During the hearing of the House Committee on Welfare of Children, the lawmaker lamented the recent reports of violence and suicide attempts among students in several schools.
“Mental health is a very significant topic, and should be discussed more frequently due to the exponential rising of mental health cases overt the last five years,” she said in her opening remarks.
“To talk about mental health is not merely to seek attention. We ought to address the alarming and increasing number of incidents of suicide due to various mental health concerns; and identify the challenges in the delivery of the appropriate mental health and well-being services and programs,” she added.
Citing a World Vision Philippines study, Council for Welfare of Children (CWC) Undersecretary Angelo Tapales noted the effects of the Covid-19 pandemic on Filipino adolescents and youth.
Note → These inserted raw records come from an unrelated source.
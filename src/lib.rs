//! Statestore: a serialized, observable state container
//!
//! Statestore follows the "pure core, imperative shell" philosophy. The core
//! is a pure transition function (a [`Reducer`]) mapping the current state
//! and an action to the next state plus follow-up actions. The shell is a
//! [`Store`] that applies actions one at a time on a single worker task and
//! publishes every committed state to subscribers.
//!
//! # Core Concepts
//!
//! - **State**: any `Clone + PartialEq + Debug` value; equality suppresses
//!   no-op notifications
//! - **Reducer**: pure `(state, action) -> (state, follow-ups)` function
//! - **Store**: thread-safe `read`, fire-and-forget `dispatch`, and
//!   cancellable `subscribe`
//! - **Dispatcher**: dispatch-only capability for effect runners
//!
//! # Example
//!
//! ```rust
//! use statestore::{Reducer, Reduction, Store};
//!
//! #[derive(Clone, PartialEq, Debug)]
//! struct Counter {
//!     count: u64,
//! }
//!
//! #[derive(Debug)]
//! enum CounterAction {
//!     Increment,
//!     IncrementTwice,
//! }
//!
//! # #[tokio::main(flavor = "current_thread")]
//! # async fn main() {
//! let reducer = Reducer::infallible(|state: &Counter, action| match action {
//!     CounterAction::Increment => Reduction::new(Counter { count: state.count + 1 }),
//!     CounterAction::IncrementTwice => Reduction::unchanged(state)
//!         .then(CounterAction::Increment)
//!         .then(CounterAction::Increment),
//! });
//!
//! let store = Store::new(Counter { count: 0 }, reducer).unwrap();
//! let mut updates = store.subscribe();
//!
//! store.dispatch(CounterAction::IncrementTwice).unwrap();
//!
//! assert_eq!(updates.recv().await, Some(Counter { count: 1 }));
//! assert_eq!(updates.recv().await, Some(Counter { count: 2 }));
//! assert_eq!(store.read(), Counter { count: 2 });
//! # }
//! ```

pub mod builder;
pub mod config;
pub mod core;
pub mod effects;
pub mod store;

// Re-export commonly used types
pub use builder::{BuildError, StoreBuilder};
pub use config::StoreConfig;
pub use crate::core::{Action, ReduceError, Reducer, Reduction, State};
pub use effects::EffectError;
pub use store::{
    CancelHandle, Dispatcher, Phase, Store, StoreError, StoreStats, Subscription,
    TransitionFailure,
};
CWC is an attached agency of the Department of Social Welfare and Development (DSWD).
The study stated that among respondents, 54 percent of children expressed negative emotions such as sadness, fear, and worry; 41 percent of children confirmed that caregivers have used either physical and psychological punishments; 84 percent of children felt worried for themselves and their families; and 19 percent of children are unware or unsure about child protection services.
Furthermore, the declaration “of different quarantine guidelines limited people's mobility, (with) of different quarantine guidelines limited people's mobility.”
He said that the “access to health services decrease drastically” because of the quarantine measures.
READ: Young solon shook up by high suicide rate among Pinoy students
But a study from the United Nations Children's Fund (UNICEF) and World Health Organization (WHO) gave a more thorough insight into the situation of the children’s mental health.
“Among Filipino children aged 5 to 15, 10 percent to 15 percent are affected by mental health problems,” the lawmaker said, citing the UNICEF 2018 Situational Analysis.
On the other hand, WHO’s 2015 Global school/based Student Health survey revealed that 16.8 percent of Filipino students aged 13 to 17 have attempted suicide at least once within a year.
A separate study by the Department of Education (DepEd) showed that “one in four students have seriously considered attempting suicide” and “one in five students have actually attempted suicide.”
Tapales stressed the need yo “reexamine” the government’s policies on mental health.
“Because of the pandemic we believe the figure has even increase and as such there is really a need to reexamine the mental health policies of the government,” he said.
While “we are in the right direction,” Tapales pushed that “we have to do more,” such as child-centered intervention.
Unfortunately, despite these figures, he said that there are only “60 child psychiatrists practicing in the Philippines, with the majority of them practicing in urban areas such as the National Capital Region,” so “children with mental health problems who are in rural areas have less access to such services.”